Hi Nick, it’s a matter of keeping the colony strong with workers. Keep the brood comb predominantly worker comb. Remember that it’s the workers that do the defending. It’s the workers that chase the SHB & wont allow them to lay their eggs. Excess drones will only hinder the process. Don’t leave any dead bees lodged between frames that can’t be readily removed by workers. Lastly don’t have any frames in the brood, or honey super for that matter that contain brood of pollen that doesn’t have enough bees to prevent beetles from laying eggs in it. The beetles will lay eggs in brood, dead bees & pollen. They will not lay eggs in honey or clean drawn comb.

While they are laying eggs in the brood, dead bees or pollen, they will decap the honey & then commence walking it everywhere, turning it rancid.

When you open a hive, instead of the combs looking dry, they will have a wet appearance, along with the rancid smell.

Don’t be overly concerned by the presence of SHBs. I stopped worrying about them once I adopted my strategy. I don’t use any traps whatsoever. I just kill the ones I see & that’s it.


#14

DE will kill bees if they come into contact with it. It shouldn’t hurt the cats at all.


#15

Hi Jeff, thanks for the information.
How do you, “Keep the brood comb predominantly worker comb” though?
I installed one of those green drone boards recently. It is supposed to be sized for only growing drones and then you take it out and dispose of them regularly before they come out…but when I checked it, the board had only honey stored on it. So that has not worked and I am not sure how to reduce drones and encourage more worker comb.

Side note, I added a top feeder that holds a few gallons of sugar water because my 2 boxes did not have enough honey. They drank a lot. Two weeks later the top box looks like all honey so that’s great but wow, that feeder box was loaded with SHB! So that had to go.


#16

Hi Nick, I see that you are in the US. Your bees wont be producing drones at this time in the season, so naturally they will store honey in the drone comb.

The way that I keep the worker population up is to keep using fresh properly fitted wax foundation in the brood box. If the bees mess any frames up & rebuild them with drone comb, I’ll work those frames out of the brood & replace them with fresh foundation.

I would just squash those beetles you saw in the top feeder. They were probably hiding there because the bees chased them there. It’s good to have hiding places for the bees to chase them to, in my books.

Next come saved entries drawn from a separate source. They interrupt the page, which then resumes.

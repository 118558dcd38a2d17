use serde_json::Value;

use crate::bind::binder::Binder;
use crate::bind::error::BindError;
use crate::node::node_model::TreeNode;
use crate::node::walk::{descend_mut, named_index};

/// Undefined-role behavior: input leaves take the raw scalar, anything else
/// is treated as an object.
pub fn set_base<N: TreeNode + 'static>(
    binder: &Binder<N>,
    node: &mut N,
    value: &Value,
) -> Result<(), BindError> {
    if node.is_input() {
        node.write_scalar(value)
            .map_err(|source| BindError::ScalarWrite {
                node: node.label(),
                source,
            })
    } else {
        binder.invoke_setter("object", node, value)
    }
}

/// `object` role: keys matching a named descendant deserialize into it;
/// unmatched keys are ignored so documents can carry fields the tree does
/// not know about. Duplicate names write to the first instance only,
/// matching the getter.
pub fn set_object<N: TreeNode + 'static>(
    binder: &Binder<N>,
    node: &mut N,
    value: &Value,
) -> Result<(), BindError> {
    let entries = value.as_object().ok_or_else(|| BindError::ValueShape {
        node: node.label(),
        expected: "object",
        found: json_kind(value),
    })?;

    let index = named_index(&*node);

    for (key, item) in entries {
        if let Some(path) = index.get(key) {
            // Paths stop at named boundaries, and recursion only mutates at
            // or below those boundaries, so the index stays valid.
            if let Some(child) = descend_mut(node, path) {
                binder.deserialize(child, item)?;
            }
        }
    }

    Ok(())
}

/// `list` role: existing children are replaced by one template clone per
/// array element, populated in input order. The swap happens only after
/// every element deserialized, so a failing element leaves the list as it
/// was.
pub fn set_list<N: TreeNode + 'static>(
    binder: &Binder<N>,
    node: &mut N,
    value: &Value,
) -> Result<(), BindError> {
    let items = value.as_array().ok_or_else(|| BindError::ValueShape {
        node: node.label(),
        expected: "array",
        found: json_kind(value),
    })?;

    if items.is_empty() {
        node.children_mut().clear();
        return Ok(());
    }

    let template = node
        .item_template()
        .cloned()
        .ok_or_else(|| BindError::MissingTemplate {
            node: node.label(),
        })?;

    let mut fresh = Vec::with_capacity(items.len());
    for item in items {
        let mut clone = template.clone();
        binder.deserialize(&mut clone, item)?;
        fresh.push(clone);
    }

    *node.children_mut() = fresh;
    Ok(())
}

fn json_kind(value: &Value) -> &'static str {
    match value {
        Value::Null => "null",
        Value::Bool(_) => "boolean",
        Value::Number(_) => "number",
        Value::String(_) => "string",
        Value::Array(_) => "array",
        Value::Object(_) => "object",
    }
}
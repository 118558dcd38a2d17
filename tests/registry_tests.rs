use form_binding::role::registry::{DispatchError, RoleRegistry};

#[test]
fn leftmost_tag_wins() {
    let mut registry: RoleRegistry<&str> = RoleRegistry::new();
    registry.define("a", "handler-a");
    registry.define("b", "handler-b");

    assert_eq!(registry.resolve(Some("b a")), Ok(&"handler-b"));
    assert_eq!(registry.resolve(Some("a b")), Ok(&"handler-a"));
}

#[test]
fn registration_order_does_not_affect_specificity() {
    let mut registry: RoleRegistry<&str> = RoleRegistry::new();
    registry.define("b", "handler-b");
    registry.define("a", "handler-a");

    assert_eq!(
        registry.resolve(Some("a b")),
        Ok(&"handler-a"),
        "role order decides, not registration order"
    );
}

#[test]
fn unmatched_role_falls_back_to_default() {
    let mut registry = RoleRegistry::with_default("default");
    registry.define("known", "known-handler");

    assert_eq!(registry.resolve(Some("alien strange")), Ok(&"default"));
}

#[test]
fn undefined_role_uses_the_default_handler() {
    let registry = RoleRegistry::with_default("default");

    assert_eq!(registry.resolve(None), Ok(&"default"));
}

#[test]
fn missing_default_is_a_dispatch_error() {
    let registry: RoleRegistry<&str> = RoleRegistry::new();

    assert!(registry.default_handler().is_none());
    assert_eq!(
        registry.resolve(None),
        Err(DispatchError::NoHandler { role: None })
    );
    assert!(matches!(
        registry.resolve(Some("anything")),
        Err(DispatchError::NoHandler { role: Some(_) })
    ));
}

#[test]
fn compound_roles_are_cached_under_the_full_string() {
    let mut registry: RoleRegistry<&str> = RoleRegistry::new();
    registry.define("b", "handler-b");

    assert!(registry.cached_resolution("b a").is_none(), "no lookup yet");

    registry.resolve(Some("b a")).unwrap();
    assert_eq!(
        registry.cached_resolution("b a"),
        Some(Some("b".to_string()))
    );
}

#[test]
fn later_definition_replaces_cached_fallback() {
    let mut registry = RoleRegistry::with_default("default");

    assert_eq!(registry.resolve(Some("fancy plain")), Ok(&"default"));
    assert_eq!(
        registry.cached_resolution("fancy plain"),
        Some(None),
        "fallback to default is cached"
    );

    registry.define("fancy", "fancy-handler");

    assert!(
        registry.cached_resolution("fancy plain").is_none(),
        "registration drops the cache"
    );
    assert_eq!(registry.resolve(Some("fancy plain")), Ok(&"fancy-handler"));
}

#[test]
fn replacing_the_default_applies_to_cached_fallbacks() {
    let mut registry = RoleRegistry::with_default("old-default");
    assert_eq!(registry.resolve(Some("alien")), Ok(&"old-default"));

    registry.set_default("new-default");

    assert_eq!(registry.default_handler(), Some(&"new-default"));
    assert_eq!(registry.resolve(Some("alien")), Ok(&"new-default"));
    assert_eq!(registry.resolve(None), Ok(&"new-default"));
}

#[test]
fn redefining_a_tag_with_the_same_handler_is_idempotent() {
    let mut registry: RoleRegistry<&str> = RoleRegistry::new();
    registry.define("a", "handler-a");
    let first = *registry.resolve(Some("a")).unwrap();

    registry.define("a", "handler-a");
    let second = *registry.resolve(Some("a")).unwrap();

    assert_eq!(first, second);
}

#[test]
fn define_returns_the_stored_handler() {
    let mut registry: RoleRegistry<&str> = RoleRegistry::new();

    assert_eq!(registry.define("a", "handler-a"), &"handler-a");
}

#[test]
fn from_handlers_seeds_the_registry() {
    let registry = RoleRegistry::from_handlers(vec![
        ("object".to_string(), 1),
        ("list".to_string(), 2),
    ]);

    assert_eq!(registry.get("object"), Some(&1));
    assert_eq!(registry.get("list"), Some(&2));
    assert_eq!(registry.get("ghost"), None);
}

A strong population that has a lot of beetles hiding from them is far better than a weak population with a lot of beetles running free, having an orgy & slyming a hive out.


#17

I’m thinking that this method might be easier and cleaner. (And just as effective) than what I was planning: my original plan was to use neverwet strips and an oil pan in place of the corflute. I think using the neverwet strips and this “dry box trap” method may just be the ticket!

I have DE available from my pool filter supplies…


#18

Yes, Michael. I’m setting up my new hives with the neverwet beetle barrier method described in this Youtube video by Jeff Willard:

Jeff’s got a couple of other SHB videos on Youtube that are very instructive and convincing. As you say this method looks like “the ticket” to keeping our hives free of the beetles.


#19

I’m pretty sure filter DE is not suitable for pest control. It has been heat treated and activated. Pest control DE is milled and much finer.